The troupe problem is one of its biggest. Everyone is a cliche, down to Castle’s deceased wife. I don’t get this “perfect woman” affect; you can love your partner deeply without being some virginal fucking angel who never raises her voice or is so selfless she has no personality of her own. How about you writers try dating? It’ll change your life, I promise.
Mostly, I hated everybody in the show, and no investment for what happened to them – save for Curtis Hoyle (played by Jason R. Moore) and John Pilgrim (played by Josh Stewart). Stewart’s neo-Nazi-turned-preacher character was surely overdone, but he pulled it off and was a joy to watch. His presence held every sequence. Moore’s acting was just fantastic; he stayed connected in every scene, and held a charismatic hold as he moved toward clear scene objectives.

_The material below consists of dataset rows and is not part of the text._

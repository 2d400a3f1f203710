use anyhow::Result;

use crate::cli::ai::{AttemptPolicy, CompletionGateway, ProviderStatus};

/// Execute the providers command - show the fallback chain
pub fn run_providers(gateway: &CompletionGateway) -> Result<()> {
    for (i, status) in gateway.statuses().iter().enumerate() {
        println!("{}. {}", i + 1, describe(status));
    }

    if !gateway.has_provider() {
        println!("\nNo providers configured. Set GEMINI_API_KEY, COHERE_API_KEY or HF_TOKEN.");
    }

    Ok(())
}

fn describe(status: &ProviderStatus) -> String {
    let state = if status.configured { "ready" } else { "not configured" };
    let modality = if status.supports_vision { "text+vision" } else { "text" };
    let attempts = match status.attempts {
        AttemptPolicy::RetryBudget => "retries",
        AttemptPolicy::Single => "single attempt",
    };
    format!(
        "{:<7} {:<10} {:<12} {:<15} {}",
        status.name, status.role, modality, attempts, state
    )
}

Ben Barnes’s character (“Billy Russo”) was a narrative waste, and was dragged out far beyond what one could call reasonable. You can tell when a character lacks motivation or relevance when the emotional transitions are all over the place. He’s flailing for some kind of inner reason to act the way he does, and it’s noticeably absent from Russo as a character. This typically takes form when he starts yelling; since it’s halfway through his scene, he has to make some other transition. But he doesn’t. He just keeps yelling. Maybe he calms slightly, but then ramps up again pointlessly and exhaustively. Once you hit your peak, bro, you’ve got to go somewhere else. And playing a crazy man who’s only dial is “pissed” doesn’t get you very far with regard to character development.
The speed of the final wrap-up at the end of season two was ridiculous. I think it took them all of 11 minutes to button everything up, and it felt rushed. Both the staging of the actors in the very last shot, in addition to the lighting, made it look like the start of a modern “West Side Story” dance-off. When one of the gang members screamed, “You wanna dance?” I legit thought they were going to break out into a synchronised group routine. Then ole Frank comes in and does his gorilla yell while firing two automatic weapons. It was puss icing on a shit sandwich. It felt like a child directed this scene, but one who only grew up with dated stereotypes of manliness from the 1960s.
There’s some good to the show: namely, I think their depiction of violent revenge holds some dark satisfaction for viewers, and the effects are done well. The gore is believable, and the sound design heightens the intensity of the graphic assaults throughout a few pivotal scenes. I’m thinking primarily of the death of Agent Rawlins, Castle against Russo at the carnival, and of the fight between Castle and John Pilgrim.
But outside of all of that, I find myself daydreaming during episodes – wishing for what could be and trying to drown out the misery that is this flatly portrayed non-revenge, revenge narrative. Save yourself the time, and pass on this.